EXTRACTED MATERIAL Block Start

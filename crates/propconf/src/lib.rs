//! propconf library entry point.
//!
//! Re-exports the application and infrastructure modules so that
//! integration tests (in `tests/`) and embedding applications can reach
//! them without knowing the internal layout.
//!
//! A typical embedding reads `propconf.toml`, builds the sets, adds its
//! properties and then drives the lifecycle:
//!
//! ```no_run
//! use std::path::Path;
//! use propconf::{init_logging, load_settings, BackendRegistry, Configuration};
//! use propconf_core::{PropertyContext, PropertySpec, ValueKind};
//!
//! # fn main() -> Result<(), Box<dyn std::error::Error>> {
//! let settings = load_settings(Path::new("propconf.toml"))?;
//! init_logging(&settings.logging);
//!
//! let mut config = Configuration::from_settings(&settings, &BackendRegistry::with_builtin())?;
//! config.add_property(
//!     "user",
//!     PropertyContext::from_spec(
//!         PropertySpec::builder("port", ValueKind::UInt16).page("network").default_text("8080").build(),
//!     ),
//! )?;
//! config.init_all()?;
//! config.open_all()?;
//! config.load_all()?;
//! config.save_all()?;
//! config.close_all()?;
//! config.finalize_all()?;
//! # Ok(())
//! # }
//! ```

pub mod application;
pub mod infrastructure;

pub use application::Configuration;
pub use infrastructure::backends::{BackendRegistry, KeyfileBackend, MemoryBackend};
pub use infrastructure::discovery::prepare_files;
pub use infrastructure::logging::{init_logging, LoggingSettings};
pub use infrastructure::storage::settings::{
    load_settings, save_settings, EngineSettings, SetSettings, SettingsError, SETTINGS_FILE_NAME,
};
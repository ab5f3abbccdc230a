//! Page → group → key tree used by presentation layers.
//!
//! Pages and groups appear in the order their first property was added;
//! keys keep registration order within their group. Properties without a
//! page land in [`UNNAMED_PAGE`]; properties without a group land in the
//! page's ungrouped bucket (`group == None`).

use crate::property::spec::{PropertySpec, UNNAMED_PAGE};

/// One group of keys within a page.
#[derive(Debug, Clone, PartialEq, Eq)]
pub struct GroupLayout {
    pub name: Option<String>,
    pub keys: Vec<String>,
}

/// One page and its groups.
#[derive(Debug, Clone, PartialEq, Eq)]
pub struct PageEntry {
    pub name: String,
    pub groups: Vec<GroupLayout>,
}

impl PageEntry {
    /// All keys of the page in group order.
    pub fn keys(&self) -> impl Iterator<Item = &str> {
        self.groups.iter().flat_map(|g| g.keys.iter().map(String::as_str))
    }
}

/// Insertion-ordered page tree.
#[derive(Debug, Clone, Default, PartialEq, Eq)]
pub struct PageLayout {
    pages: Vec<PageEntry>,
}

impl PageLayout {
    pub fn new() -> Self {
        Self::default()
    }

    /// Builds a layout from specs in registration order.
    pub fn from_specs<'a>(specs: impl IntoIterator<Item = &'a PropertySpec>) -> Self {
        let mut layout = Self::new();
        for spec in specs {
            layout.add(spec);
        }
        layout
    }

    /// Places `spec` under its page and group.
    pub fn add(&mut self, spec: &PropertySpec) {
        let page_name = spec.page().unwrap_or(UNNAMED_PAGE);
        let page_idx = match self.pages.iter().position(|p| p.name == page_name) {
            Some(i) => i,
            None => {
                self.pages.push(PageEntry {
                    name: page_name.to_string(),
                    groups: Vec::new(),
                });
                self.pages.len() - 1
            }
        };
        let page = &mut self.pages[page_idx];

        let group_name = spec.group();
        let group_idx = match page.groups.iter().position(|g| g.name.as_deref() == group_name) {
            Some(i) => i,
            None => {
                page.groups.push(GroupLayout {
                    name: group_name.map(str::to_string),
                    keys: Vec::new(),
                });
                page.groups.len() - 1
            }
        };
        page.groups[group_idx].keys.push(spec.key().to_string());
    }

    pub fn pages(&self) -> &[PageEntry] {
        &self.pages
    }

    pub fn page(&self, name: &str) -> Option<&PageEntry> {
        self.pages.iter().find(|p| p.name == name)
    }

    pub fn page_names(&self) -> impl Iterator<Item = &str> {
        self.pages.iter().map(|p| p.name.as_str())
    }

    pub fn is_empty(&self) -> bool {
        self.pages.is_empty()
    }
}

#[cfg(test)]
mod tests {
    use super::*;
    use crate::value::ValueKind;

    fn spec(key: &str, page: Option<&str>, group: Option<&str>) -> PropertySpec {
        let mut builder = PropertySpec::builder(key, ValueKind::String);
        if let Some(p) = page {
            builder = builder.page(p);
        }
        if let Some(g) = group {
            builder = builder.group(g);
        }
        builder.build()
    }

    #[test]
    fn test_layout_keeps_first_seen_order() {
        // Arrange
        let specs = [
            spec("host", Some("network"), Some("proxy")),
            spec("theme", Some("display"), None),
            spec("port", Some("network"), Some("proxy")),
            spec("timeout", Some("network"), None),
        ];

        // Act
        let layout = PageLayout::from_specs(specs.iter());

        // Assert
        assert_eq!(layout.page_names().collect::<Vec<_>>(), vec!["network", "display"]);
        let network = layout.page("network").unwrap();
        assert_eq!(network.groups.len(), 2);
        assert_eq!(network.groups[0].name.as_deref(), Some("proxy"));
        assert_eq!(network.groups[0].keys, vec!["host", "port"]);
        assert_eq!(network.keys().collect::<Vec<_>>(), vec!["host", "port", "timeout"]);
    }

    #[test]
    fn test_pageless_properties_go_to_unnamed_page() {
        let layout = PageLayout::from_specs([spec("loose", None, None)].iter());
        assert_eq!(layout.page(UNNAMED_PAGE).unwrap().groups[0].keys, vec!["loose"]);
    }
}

EXTRACTED MATERIAL Block End

- _TASK REQUIREMENTS_
Identify each line in the records above that contains the word "builder", and copy it out in full.

- _WRITTEN REPLY_
//!         PropertySpec::builder("port", ValueKind::UInt16).page("network").default_text("8080").build(),
        let mut builder = PropertySpec::builder(key, ValueKind::String);
            builder = builder.page(p);
            builder = builder.group(g);
        builder.build()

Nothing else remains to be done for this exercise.